• Work required
Give back a single number: the count of lines in the data that contain the string "Keyword".

Items from a dataset
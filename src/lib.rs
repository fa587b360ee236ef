//! Pharaoh's Blocks (workspace facade crate).
//!
//! Re-exports the member crates as `pharaoh_blocks::{core,engine,input,term,types}`
//! so the binary, integration tests and benches share one import path.

pub use pharaoh_blocks_core as core;
pub use pharaoh_blocks_engine as engine;
pub use pharaoh_blocks_input as input;
pub use pharaoh_blocks_term as term;
pub use pharaoh_blocks_types as types;
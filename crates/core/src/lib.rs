//! Core game logic - pure, deterministic, and testable
//!
//! Everything here is synchronous and free of terminal or timer concerns.
//! The only side effect is `log` output.
//!
//! # Module Structure
//!
//! - [`pieces`]: the seven shape matrices, clockwise rotation and kick offsets
//! - [`rng`]: seeded LCG and the uniform piece generator
//! - [`board`]: 12x20 grid, collision predicate, merge and row sweep
//! - [`player`]: the falling piece and its guarded moves
//! - [`scoring`]: line points, level progression and fall intervals
//! - [`game_state`]: the session state machine tying it all together
//! - [`snapshot`]: read-only copies for renderers
//!
//! # Example
//!
//! ```
//! use pharaoh_blocks_core::GameState;
//! use pharaoh_blocks_types::{GameAction, GameStatus};
//!
//! let mut game = GameState::new(12345);
//! game.start();
//! game.apply_action(GameAction::MoveRight);
//! game.apply_action(GameAction::Rotate);
//! game.apply_action(GameAction::SoftDrop);
//!
//! assert_eq!(game.status(), GameStatus::Playing);
//! assert_eq!(game.score(), 0);
//! ```
//!
//! # Timing
//!
//! The core never measures time. A driver calls
//! [`GameState::soft_drop_tick`](game_state::GameState::soft_drop_tick) each
//! time [`GameState::tick_interval_ms`](game_state::GameState::tick_interval_ms)
//! elapses.

pub mod board;
pub mod game_state;
pub mod pieces;
pub mod player;
pub mod rng;
pub mod scoring;
pub mod snapshot;

pub use pharaoh_blocks_types as types;

pub use board::{Board, ClearedRows};
pub use game_state::GameState;
pub use pieces::{kick_offsets, random_piece, shape_for, PieceDef, Shape};
pub use player::{DropOutcome, Player};
pub use rng::{PieceGenerator, SimpleRng};
pub use scoring::{calculate_line_score, fall_interval_ms, should_level_up, tick_interval_ms};
pub use snapshot::{ActiveSnapshot, GameSnapshot};
//! Snapshot module - read-only copies of the game for renderers
//!
//! A snapshot owns its data (the board grid is copied), so a renderer or an
//! async observer can hold it while the session keeps running.

use crate::pieces::Shape;
use crate::player::Player;
use crate::types::{Cell, GameStatus, PieceKind, BOARD_HEIGHT, BOARD_WIDTH};

#[derive(Debug, Clone, Copy, PartialEq, Eq, Hash)]
pub struct ActiveSnapshot {
    pub kind: PieceKind,
    pub shape: Shape,
    pub x: i8,
    pub y: i8,
}

impl From<Player> for ActiveSnapshot {
    fn from(value: Player) -> Self {
        Self {
            kind: value.kind,
            shape: value.shape,
            x: value.x,
            y: value.y,
        }
    }
}

impl ActiveSnapshot {
    /// Absolute board coordinates of every filled cell (may include y < 0).
    pub fn cells(&self) -> impl Iterator<Item = (i8, i8)> + '_ {
        self.shape
            .cells()
            .map(move |(cx, cy)| (self.x + cx, self.y + cy))
    }
}

/// Read-only copy of everything a renderer needs.
#[derive(Debug, Clone, Copy, PartialEq, Eq, Hash)]
pub struct GameSnapshot {
    pub board: [[Cell; BOARD_WIDTH as usize]; BOARD_HEIGHT as usize],
    pub active: Option<ActiveSnapshot>,
    pub next: PieceKind,
    pub status: GameStatus,
    pub fast_drop: bool,
    pub score: u32,
    pub rows: u32,
    pub level: u32,
}

impl Default for GameSnapshot {
    fn default() -> Self {
        Self {
            board: [[Cell::Clear; BOARD_WIDTH as usize]; BOARD_HEIGHT as usize],
            active: None,
            next: PieceKind::I,
            status: GameStatus::Menu,
            fast_drop: false,
            score: 0,
            rows: 0,
            level: 1,
        }
    }
}
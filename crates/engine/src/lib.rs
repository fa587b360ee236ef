//! Tick driver for the game core.
//!
//! The core never measures time; this crate owns the periodic gravity timer
//! and feeds it from either a synchronous frame loop ([`GameLoop`]) or a tokio
//! task ([`runtime::spawn_session`]). Both re-arm the same [`TickTimer`] after
//! every tick and every command, and cancel it whenever the session leaves
//! PLAYING.

pub mod config;
pub mod driver;
pub mod runtime;
pub mod timer;

pub use pharaoh_blocks_core as core;
pub use pharaoh_blocks_types as types;

pub use config::GameConfig;
pub use driver::GameLoop;
pub use runtime::{spawn_session, SessionHandle};
pub use timer::TickTimer;
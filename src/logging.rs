//! File logger for the terminal binary.
//!
//! The terminal is in raw mode on the alternate screen while the game runs, so
//! log records go to a file instead of stderr.

use std::fs::{File, OpenOptions};
use std::io::Write;
use std::path::Path;
use std::sync::Mutex;
use std::time::{SystemTime, UNIX_EPOCH};

use anyhow::{Context, Result};
use log::{LevelFilter, Log, Metadata, Record};

struct FileLogger {
    file: Mutex<File>,
    level: LevelFilter,
}

impl Log for FileLogger {
    fn enabled(&self, metadata: &Metadata) -> bool {
        metadata.level() <= self.level
    }

    fn log(&self, record: &Record) {
        if !self.enabled(record.metadata()) {
            return;
        }
        let millis = SystemTime::now()
            .duration_since(UNIX_EPOCH)
            .map(|d| d.as_millis())
            .unwrap_or(0);
        if let Ok(mut file) = self.file.lock() {
            let _ = writeln!(
                file,
                "{millis} {:<5} {}: {}",
                record.level(),
                record.target(),
                record.args()
            );
        }
    }

    fn flush(&self) {
        if let Ok(mut file) = self.file.lock() {
            let _ = file.flush();
        }
    }
}

/// Install the file logger. Without a path, logging stays disabled.
pub fn init(path: Option<&Path>, level: LevelFilter) -> Result<()> {
    let Some(path) = path else {
        return Ok(());
    };

    let file = OpenOptions::new()
        .create(true)
        .append(true)
        .open(path)
        .with_context(|| format!("open log file {}", path.display()))?;

    log::set_boxed_logger(Box::new(FileLogger {
        file: Mutex::new(file),
        level,
    }))
    .context("install logger")?;
    log::set_max_level(level);
    Ok(())
}
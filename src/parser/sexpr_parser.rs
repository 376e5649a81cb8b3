use super::ast::{Expression, Keyword, Number};
use crate::error::{Error, Result};
use crate::lexer::{tokenize, Token};
use crate::stack::ensure_sufficient_stack;

/// Recursive-descent parser over an immutable token slice
///
/// The parser owns only a cursor; the tokens are borrowed and never mutated,
/// so several parsers can read the same slice independently.
pub struct SExprParser<'a> {
    tokens: &'a [Token<'a>],
    current: usize,
}

impl<'a> SExprParser<'a> {
    /// Creates a new parser positioned at the first token
    pub fn new(tokens: &'a [Token<'a>]) -> Self {
        SExprParser { tokens, current: 0 }
    }

    /// Parses every remaining top-level form, in source order
    pub fn parse_program(&mut self) -> Result<Vec<Expression>> {
        let mut forms = Vec::new();

        while !self.is_at_end() {
            forms.push(self.parse_expression()?);
        }

        Ok(forms)
    }

    /// Parses a single form starting at the cursor
    pub fn parse_expression(&mut self) -> Result<Expression> {
        self.parse_form(false)
    }

    /// True once every token has been consumed
    pub fn is_at_end(&self) -> bool {
        self.current >= self.tokens.len()
    }

    /// Index of the next unconsumed token
    pub fn position(&self) -> usize {
        self.current
    }

    fn parse_form(&mut self, allow_empty_list: bool) -> Result<Expression> {
        ensure_sufficient_stack(|| self.parse_form_inner(allow_empty_list))
    }

    fn parse_form_inner(&mut self, allow_empty_list: bool) -> Result<Expression> {
        let token = match self.advance() {
            Some(token) => token,
            None => return Err(self.eof_error()),
        };

        if token.is_open() {
            return self.parse_list(token, allow_empty_list);
        }

        if token.is_close() {
            return Err(Error::malformed_at(
                token.line,
                token.column,
                "Unexpected `)` with no matching `(`",
            ));
        }

        if let Some(keyword) = Keyword::from_lexeme(token.lexeme) {
            return Ok(Expression::Keyword(keyword));
        }

        atom(token)
    }

    /// Parse the elements of a list; the opening `(` is already consumed
    fn parse_list(&mut self, open: &Token<'_>, allow_empty: bool) -> Result<Expression> {
        let mut items = Vec::new();

        loop {
            match self.peek() {
                None => {
                    return Err(Error::malformed_at(
                        open.line,
                        open.column,
                        "Missing closing `)` for `(`",
                    ))
                }
                Some(token) if token.is_close() => {
                    self.current += 1;
                    break;
                }
                Some(_) => {
                    // `(lambda () body)` is the only place `()` is legal
                    let params_slot =
                        matches!(items.as_slice(), [Expression::Keyword(Keyword::Lambda)]);
                    items.push(self.parse_form(params_slot)?);
                }
            }
        }

        if items.is_empty() && !allow_empty {
            return Err(Error::malformed_at(open.line, open.column, "Empty form `()`"));
        }

        Ok(Expression::List(items))
    }

    // Helper methods

    fn peek(&self) -> Option<&'a Token<'a>> {
        self.tokens.get(self.current)
    }

    fn advance(&mut self) -> Option<&'a Token<'a>> {
        let token = self.tokens.get(self.current)?;
        self.current += 1;
        Some(token)
    }

    fn eof_error(&self) -> Error {
        Error::malformed("Unexpected end of input")
    }
}

/// Parses a whole program into one expression per top-level form
pub fn parse(source: &str) -> Result<Vec<Expression>> {
    let tokens = tokenize(source);
    SExprParser::new(&tokens).parse_program()
}

/// Parses the first form of a token sequence
///
/// Tokens after the first complete form are ignored.
pub fn parse_expression(tokens: &[Token<'_>]) -> Result<Expression> {
    SExprParser::new(tokens).parse_expression()
}

/// Atom resolution: integer, then decimal, otherwise symbol
fn atom(token: &Token<'_>) -> Result<Expression> {
    let text = token.lexeme;

    if is_integer_literal(text) {
        return text
            .parse::<i64>()
            .map(|n| Expression::Number(Number::Int(n)))
            .map_err(|_| {
                Error::malformed_at(
                    token.line,
                    token.column,
                    format!("Integer literal `{}` out of range", text),
                )
            });
    }

    if is_decimal_literal(text) {
        if let Ok(x) = text.parse::<f64>() {
            if !x.is_finite() {
                return Err(Error::malformed_at(
                    token.line,
                    token.column,
                    format!("Decimal literal `{}` out of range", text),
                ));
            }
            return Ok(Expression::Number(Number::Float(x)));
        }
    }

    Ok(Expression::Symbol(text.to_string()))
}

fn unsigned(text: &str) -> &str {
    text.strip_prefix(|c| c == '-' || c == '+').unwrap_or(text)
}

fn is_integer_literal(text: &str) -> bool {
    let digits = unsigned(text);
    !digits.is_empty() && digits.bytes().all(|b| b.is_ascii_digit())
}

fn is_decimal_literal(text: &str) -> bool {
    let body = unsigned(text);
    body.bytes().filter(|b| *b == b'.').count() == 1
        && body.bytes().any(|b| b.is_ascii_digit())
        && body.bytes().all(|b| b == b'.' || b.is_ascii_digit())
}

• Your response
4